EXERCISE MATERIAL Start Marker

// `kdf_password` — memory-hard password KDF (Argon2id), used to derive the
// KEK in the password unlock path.

use crate::crypto::{CryptoError, CryptoResult};
use argon2::{Algorithm, Argon2, Params, Version};

/// Argon2id parameters for a `PasswordEnvelope`. `ops`/`mem` are the
/// on-wire fields of spec.md §3; versioned so a deployment can tune them
/// without breaking older envelopes (`ops`/`mem` travel with the envelope).
#[derive(Debug, Clone, Copy)]
pub struct Argon2Params {
    pub ops_limit: u32,
    pub mem_limit_kib: u32,
}

impl Default for Argon2Params {
    fn default() -> Self {
        // OWASP-recommended Argon2id baseline: 3 iterations, 64 MiB.
        Argon2Params {
            ops_limit: 3,
            mem_limit_kib: 64 * 1024,
        }
    }
}

/// `kdf_password(password, salt, ops, mem) -> 32 B`. Fails `KdfFailure` if
/// the requested memory cost cannot be satisfied.
pub fn kdf_password(password: &[u8], salt: &[u8], params: Argon2Params) -> CryptoResult<[u8; 32]> {
    let argon2_params = Params::new(params.mem_limit_kib, params.ops_limit, 1, Some(32))
        .map_err(|e| CryptoError::KdfFailure(e.to_string()))?;
    let argon2 = Argon2::new(Algorithm::Argon2id, Version::V0x13, argon2_params);

    let mut out = [0u8; 32];
    argon2
        .hash_password_into(password, salt, &mut out)
        .map_err(|e| CryptoError::KdfFailure(e.to_string()))?;
    Ok(out)
}
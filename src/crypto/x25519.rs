// `x25519_keypair`/`x25519_dh`. Thin wrapper over `x25519_dalek`; factored
// out of the handshake code since both `UnlockPaths` (setup keypair) and
// `NoiseNK` (per-message ephemerals) need it.

use crate::crypto::random::SecureRng;
use x25519_dalek::{PublicKey, StaticSecret};

/// `x25519_keypair() -> (pk, sk)`, both 32 bytes.
pub fn x25519_keypair() -> ([u8; 32], [u8; 32]) {
    let secret = StaticSecret::random_from_rng(SecureRng::new());
    let public = PublicKey::from(&secret);
    (public.to_bytes(), secret.to_bytes())
}

/// `x25519_dh(sk, pk) -> 32 B` shared secret.
pub fn x25519_dh(sk: &[u8; 32], pk: &[u8; 32]) -> [u8; 32] {
    let secret = StaticSecret::from(*sk);
    let public = PublicKey::from(*pk);
    secret.diffie_hellman(&public).to_bytes()
}
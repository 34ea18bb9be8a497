// Constant-time comparison: `constant_time_eq(a, b)`.

use subtle::ConstantTimeEq;

/// Compare two byte slices without leaking timing information about where
/// (or whether) they differ. Different lengths are always unequal, but the
/// length check itself is not secret-dependent (lengths are never secret).
pub fn constant_time_eq(a: &[u8], b: &[u8]) -> bool {
    if a.len() != b.len() {
        return false;
    }
    a.ct_eq(b).into()
}

#[cfg(test)]
mod tests {
    use super::*;

    #[test]
    fn test_equal_buffers() {
        let a = [0x42u8; 32];
        let b = [0x42u8; 32];
        assert!(constant_time_eq(&a, &b));
    }

    #[test]
    fn test_unequal_buffers() {
        let a = [0x42u8; 32];
        let b = [0x43u8; 32];
        assert!(!constant_time_eq(&a, &b));
    }

    #[test]
    fn test_different_lengths() {
        assert!(!constant_time_eq(&[1, 2, 3], &[1, 2]));
    }
}
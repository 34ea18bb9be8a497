// Core error taxonomy (spec §7). Hand-written Display/Error rather than a
// derive, so that `user_message()` stays in lockstep with the exact set of
// stable user-facing strings the spec names.

use std::error::Error;
use std::fmt;

#[derive(Debug, Clone)]
#[non_exhaustive]
pub enum CoreError {
    // Input errors
    InvalidKeyLength { expected: usize, actual: usize },
    InvalidMnemonic,
    WrongPassword,
    MalformedEnvelope(String),

    // Crypto failures
    AeadAuthFailure,
    RngFailure(String),
    KdfFailure(String),
    NonceExhausted,

    // Session errors
    SessionLocked,
    DeviceNotProvisioned,
    PasskeyCancelled,
    PasskeyUnavailable,
    BadRecoveryKey,

    // Transport errors
    NetworkError(String),
    Unauthorized,
    RateLimited,
    ServerError(String),

    // Trust errors
    AttestationInvalid { reason: String },

    // Logic errors
    LengthMismatch { expected: usize, actual: usize },
    ChannelClosed,
}

impl fmt::Display for CoreError {
    fn fmt(&self, f: &mut fmt::Formatter<'_>) -> fmt::Result {
        match self {
            CoreError::InvalidKeyLength { expected, actual } => {
                write!(f, "invalid key length: expected {}, got {}", expected, actual)
            }
            CoreError::InvalidMnemonic => write!(f, "invalid recovery phrase"),
            CoreError::WrongPassword => write!(f, "could not decrypt"),
            CoreError::MalformedEnvelope(msg) => write!(f, "malformed envelope: {}", msg),
            CoreError::AeadAuthFailure => write!(f, "could not decrypt"),
            CoreError::RngFailure(msg) => write!(f, "RNG failure: {}", msg),
            CoreError::KdfFailure(msg) => write!(f, "KDF failure: {}", msg),
            CoreError::NonceExhausted => write!(f, "nonce counter exhausted"),
            CoreError::SessionLocked => write!(f, "session expired"),
            CoreError::DeviceNotProvisioned => write!(f, "device not authorised"),
            CoreError::PasskeyCancelled => write!(f, "passkey authentication cancelled"),
            CoreError::PasskeyUnavailable => write!(f, "passkey unavailable"),
            CoreError::BadRecoveryKey => write!(f, "invalid recovery phrase"),
            CoreError::NetworkError(msg) => write!(f, "network error: {}", msg),
            CoreError::Unauthorized => write!(f, "unauthorized"),
            CoreError::RateLimited => write!(f, "rate limited"),
            CoreError::ServerError(msg) => write!(f, "server error: {}", msg),
            CoreError::AttestationInvalid { reason } => write!(f, "attestation invalid: {}", reason),
            CoreError::LengthMismatch { expected, actual } => {
                write!(f, "length mismatch: expected {}, got {}", expected, actual)
            }
            CoreError::ChannelClosed => write!(f, "channel closed"),
        }
    }
}

impl Error for CoreError {}

impl From<crate::crypto::CryptoError> for CoreError {
    fn from(err: crate::crypto::CryptoError) -> Self {
        use crate::crypto::CryptoError as C;
        match err {
            C::RngFailure(msg) => CoreError::RngFailure(msg),
            C::LengthMismatch { expected, actual } => CoreError::LengthMismatch { expected, actual },
            C::AuthFailure => CoreError::AeadAuthFailure,
            C::KdfFailure(msg) => CoreError::KdfFailure(msg),
            C::InvalidInput(msg) => CoreError::MalformedEnvelope(msg),
            C::NonceExhausted => CoreError::NonceExhausted,
        }
    }
}

pub type CoreResult<T> = Result<T, CoreError>;

impl CoreError {
    /// Maps any error kind to one of the small set of stable, user-facing
    /// strings named in spec §7's last paragraph. Never leaks which of key,
    /// nonce, or ciphertext was at fault for a decryption failure.
    pub fn user_message(&self) -> &'static str {
        match self {
            CoreError::WrongPassword | CoreError::AeadAuthFailure => "wrong password",
            CoreError::InvalidMnemonic | CoreError::BadRecoveryKey => "invalid recovery phrase",
            CoreError::SessionLocked => "session expired",
            CoreError::NetworkError(_) | CoreError::ServerError(_) | CoreError::RateLimited => {
                "network error"
            }
            CoreError::DeviceNotProvisioned | CoreError::Unauthorized => "device not authorised",
            _ => "something went wrong",
        }
    }
}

EXERCISE MATERIAL End Marker

# [YOUR ASSIGNMENT]
Output must consist only of the listing's lines from the first through the line with "mem_limit_kib: 64 *", reproduced word for word.

# [RESULT BELOW]
// `kdf_password` — memory-hard password KDF (Argon2id), used to derive the
// KEK in the password unlock path.

use crate::crypto::{CryptoError, CryptoResult};
use argon2::{Algorithm, Argon2, Params, Version};

/// Argon2id parameters for a `PasswordEnvelope`. `ops`/`mem` are the
/// on-wire fields of spec.md §3; versioned so a deployment can tune them
/// without breaking older envelopes (`ops`/`mem` travel with the envelope).
#[derive(Debug, Clone, Copy)]
pub struct Argon2Params {
    pub ops_limit: u32,
    pub mem_limit_kib: u32,
}

impl Default for Argon2Params {
    fn default() -> Self {
        // OWASP-recommended Argon2id baseline: 3 iterations, 64 MiB.
        Argon2Params {
            ops_limit: 3,
            mem_limit_kib: 64 * 1024,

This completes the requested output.